瑠衣さんの雛人形もここで揃えたらしい。その時は七段飾りだったそうで、今回も七段飾りにしようとお店の人と話始めたから、さぁ大変。
置く場所がないからとか、準備や後片付けや保管が大変だからとか、もっともらしいことを言って、なんとかお内裏様とお雛様だけの、いわゆる“親王飾り”にしてもらった。あと、“つるし飾り”も一緒にお買い上げ。
瑠衣さんは最後まで『あんなに広い大広間があるのに』ってボヤいていたけど、絶対に夏生さんの許可が下りなかったと思う。
それにここだけの話、実は、“日本人形”っていうのがあんまり得意じゃない。彼らはいわば器。なんの器なのかはご想像にお任せするけれど、ソレ関係が絡んでくることが多い。
もちろん、全部じゃないことも分かってはいる。だけど、だからこそ、一段だけの方がいろんな意味でありがたい。
購入した品は後で郵送で東のお屋敷に送ってくれるそうだ。
人形店を後にして、次に向かったのが、海斗さんの実家である例の呉服屋さん。
事前に海斗さんから連絡がいっていたのか、お店の人がたくさん歓待してくれる中、お店の奥の方には先客がいた。どんな偶然だと驚くなかれ。その先客というのが、瀬里さん、それから、狩野家当主だというおじいさんだったのだ。
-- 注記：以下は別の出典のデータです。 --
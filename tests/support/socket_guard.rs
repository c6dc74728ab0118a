use std::net::TcpListener;
use std::panic::Location;

use wiremock::MockServer;

#[must_use]
pub fn socket_tests_required() -> bool {
    std::env::var("ZOINKS_REQUIRE_SOCKET_TESTS")
        .ok()
        .is_some_and(|value| matches!(value.to_ascii_lowercase().as_str(), "1" | "true" | "yes"))
}

#[track_caller]
#[must_use]
pub fn should_skip_socket_bound_test() -> bool {
    if TcpListener::bind("127.0.0.1:0").is_ok() {
        return false;
    }

    let location = Location::caller();
    let message = format!(
        "[socket-bound-test] cannot bind localhost socket at {}:{}; wiremock-based test cannot run in this environment",
        location.file(),
        location.line()
    );
    if socket_tests_required() {
        panic!("{message}. Set ZOINKS_REQUIRE_SOCKET_TESTS=0 to allow local skip behavior.");
    }

    eprintln!("{message}. Skipping test. Set ZOINKS_REQUIRE_SOCKET_TESTS=1 to fail-fast instead.");
    true
}

/// Starts a mock Better BibTeX endpoint, or `None` where sockets are unavailable.
pub async fn start_mock_server_or_skip() -> Option<MockServer> {
    if should_skip_socket_bound_test() {
        None
    } else {
        Some(MockServer::start().await)
    }
}
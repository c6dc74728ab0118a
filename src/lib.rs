//! Zoinks Core Library
//!
//! This library provides the pipeline behind the `zoinks` command: it turns
//! user-supplied Zotero identifiers into Better BibTeX citation keys, fetches
//! the matching records over BBT's local JSON-RPC service, and renders the
//! requested fields as text.
//!
//! # Architecture
//!
//! The library is organized into the following modules:
//! - [`parser`] - Identifier and field-name normalization
//! - [`rpc`] - JSON-RPC client and envelope unwrapping
//! - [`record`] - Case-insensitive record container
//! - [`resolver`] - Identifier → citation key → record pipeline
//! - [`output`] - Text rendering of resolved records
//! - [`exit`] - Process exit status classification

// Clippy lints - strict for library code
#![deny(clippy::unwrap_used)]
#![deny(clippy::expect_used)]
#![warn(clippy::pedantic)]
#![allow(clippy::module_name_repetitions)]

pub mod exit;
pub mod output;
pub mod parser;
pub mod record;
pub mod resolver;
pub mod rpc;
mod user_agent;

// Re-export commonly used types
pub use exit::ExitStatus;
pub use output::{OutputMode, render_citation_keys, render_records, terminal_width};
pub use parser::{Identifier, IdentifierKind, InputError, normalize_fields, parse_identifiers};
pub use record::{FieldValue, Record};
pub use resolver::{
    CitationKeyMapping, RecordMapping, ResolveError, fetch_records, resolve, resolve_citation_keys,
};
pub use rpc::{DEFAULT_ENDPOINT, RpcClient, RpcError, RpcTransport};
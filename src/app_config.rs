//! Application configuration loading for CLI defaults.

use std::env;
use std::fs;
use std::path::{Path, PathBuf};

use anyhow::{Context, Result, bail};
use thiserror::Error;

/// Levels accepted by the `log_level` key.
const LOG_LEVELS: [&str; 5] = ["error", "warn", "info", "debug", "trace"];

/// TOML-backed file configuration for zoinks defaults.
#[derive(Debug, Clone, Default, PartialEq, Eq)]
pub struct FileConfig {
    /// Better BibTeX JSON-RPC endpoint.
    pub endpoint: Option<String>,
    /// Report errors on the terminal instead of a dialog.
    pub no_gui: Option<bool>,
    /// Default tracing level when neither `RUST_LOG` nor `--debug` is set.
    pub log_level: Option<String>,
}

impl FileConfig {
    /// Validates config values.
    pub fn validate(&self) -> Result<()> {
        if let Some(endpoint) = &self.endpoint {
            let parsed = url::Url::parse(endpoint)
                .with_context(|| format!("Invalid config value for `endpoint`: '{endpoint}'"))?;
            if !matches!(parsed.scheme(), "http" | "https") {
                bail!(
                    "Invalid config value for `endpoint`: '{endpoint}'. Expected an http or https URL"
                );
            }
        }
        if let Some(level) = &self.log_level
            && !LOG_LEVELS.contains(&level.as_str())
        {
            bail!(
                "Invalid config value for `log_level`: '{level}'. Expected one of: {}",
                LOG_LEVELS.join(", ")
            );
        }
        Ok(())
    }
}

/// A config file that exists but cannot be used.
#[derive(Debug, Error)]
#[error("bad configuration file {}: {reason}\n  Suggestion: Fix or remove the file", .path.display())]
pub struct ConfigError {
    /// Path of the config file
    pub path: PathBuf,
    /// What was wrong, including context
    pub reason: String,
}

/// Loaded config metadata.
#[derive(Debug, Clone)]
pub struct LoadedConfig {
    /// Resolved config path if a base directory is known.
    pub path: Option<PathBuf>,
    /// Parsed file config when a config file exists and was valid.
    pub config: Option<FileConfig>,
}

/// Resolves default config path.
///
/// Priority:
/// 1. `$XDG_CONFIG_HOME/zoinks/config.toml`
/// 2. `$HOME/.config/zoinks/config.toml`
#[must_use]
pub fn resolve_default_config_path() -> Option<PathBuf> {
    if let Some(xdg_config_home) = env_var_non_empty_os("XDG_CONFIG_HOME") {
        return Some(
            PathBuf::from(xdg_config_home)
                .join("zoinks")
                .join("config.toml"),
        );
    }

    let home = env_var_non_empty_os("HOME")?;
    Some(
        PathBuf::from(home)
            .join(".config")
            .join("zoinks")
            .join("config.toml"),
    )
}

fn env_var_non_empty_os(name: &str) -> Option<std::ffi::OsString> {
    let value = env::var_os(name)?;
    if value.is_empty() { None } else { Some(value) }
}

/// Loads config from default path if present.
///
/// A file that exists but fails to read, parse or validate is a
/// [`ConfigError`].
pub fn load_default_file_config() -> Result<LoadedConfig> {
    let path = resolve_default_config_path();
    let Some(path_ref) = path.as_deref() else {
        return Ok(LoadedConfig { path, config: None });
    };

    if !path_ref.exists() {
        return Ok(LoadedConfig { path, config: None });
    }

    let config = load_file_config(path_ref).map_err(|err| ConfigError {
        path: path_ref.to_path_buf(),
        reason: format!("{err:#}"),
    })?;
    Ok(LoadedConfig {
        path,
        config: Some(config),
    })
}

fn load_file_config(path: &Path) -> Result<FileConfig> {
    let raw = fs::read_to_string(path)
        .with_context(|| format!("Failed to read config file '{}'", path.display()))?;
    parse_config_str(&raw)
}

fn parse_config_str(raw: &str) -> Result<FileConfig> {
    let mut cfg = FileConfig::default();
    for (line_index, raw_line) in raw.lines().enumerate() {
        let line = strip_inline_comment(raw_line).trim();
        if line.is_empty() {
            continue;
        }

        let Some((raw_key, raw_value)) = line.split_once('=') else {
            bail!(
                "Invalid config syntax on line {}: expected key = value",
                line_index + 1
            );
        };

        let key = raw_key.trim();
        let value = raw_value.trim();

        match key {
            "endpoint" => {
                let parsed = parse_string_literal(value).with_context(|| {
                    format!("Invalid `endpoint` value on line {}", line_index + 1)
                })?;
                cfg.endpoint = Some(parsed);
            }
            "no_gui" => {
                let parsed = parse_boolean(value).with_context(|| {
                    format!("Invalid `no_gui` value on line {}", line_index + 1)
                })?;
                cfg.no_gui = Some(parsed);
            }
            "log_level" => {
                let parsed = parse_string_literal(value).with_context(|| {
                    format!("Invalid `log_level` value on line {}", line_index + 1)
                })?;
                cfg.log_level = Some(parsed.to_ascii_lowercase());
            }
            unknown => {
                bail!(
                    "Unknown configuration key: '{}' on line {}",
                    unknown,
                    line_index + 1
                );
            }
        }
    }
    cfg.validate()?;
    Ok(cfg)
}

fn strip_inline_comment(line: &str) -> &str {
    let mut in_string = false;
    for (index, ch) in line.char_indices() {
        match ch {
            '"' => in_string = !in_string,
            '#' if !in_string => return &line[..index],
            _ => {}
        }
    }
    line
}

fn parse_string_literal(raw_value: &str) -> Result<String> {
    if raw_value.len() < 2 || !raw_value.starts_with('"') || !raw_value.ends_with('"') {
        bail!("Expected double-quoted string");
    }
    Ok(raw_value[1..raw_value.len() - 1].to_string())
}

fn parse_boolean(raw_value: &str) -> Result<bool> {
    match raw_value.trim() {
        "true" => Ok(true),
        "false" => Ok(false),
        _ => bail!("Expected 'true' or 'false'"),
    }
}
妙にねっとりとした瀬里さんの視線を避けつつ、おじいさんと初めましての挨拶を簡単に済ませた。それからしばらくの間、瑠衣さんが瀬里さんと少々険悪に、おばあさんがおじいさんと和やかに言葉を交わしていた。その後、店員さんに見送られながら、二人は帰っていった。
二人がお店を出てから、そう時間が経つこともなく。
店員さんが出してきてくれた着物を皆で見ていた。
あぁ、そうだ。ちゃんと覚えてる。
――そこまでは。
「……ちゃん。雅ちゃん!」
ふぁっ!
気づいたら、私の肩を軽く掴んだ瑠衣さんに、二三度身体を揺さ振られていた。
「るい、さん?」
「良かった! 大丈夫? どこか痛い所とか、ない?」
「ん。だいじょ……えっ?」
あまりにも一瞬の出来事すぎて、今だに頭が追いついてない。
どうしてお店の入り口側のショーウィンドウが粉々になって、ガラスの破片が中に飛び散ってるんだろう? どうして皆、辺りにうずくまっているんだろう。どうして外があんなに騒がしくて……。
櫻宮様は!? どこ!?
急いで辺りを見渡すと、すぐ後ろでスゥスゥと寝息を立てて寝こんでいた。心配したけど、床の上なだけで、破片が散らばった床の上ではなかった。
ひとまずホッと一つ息をつく。
「すみません。この子達を東の屋敷まで連れ帰っていただけませんか?」
「……」
そう瑠衣さんから頼まれたのは、こんな惨状にも関わらず、ただ一人けろりとしているアノ人だった。
でも、神妙な面持ちで瑠衣さんが頼んでいるっていうのに、アノ人は聞いているのかいないのかさっぱり分からない。いつもと同様、全く変わらず。興味を持たず。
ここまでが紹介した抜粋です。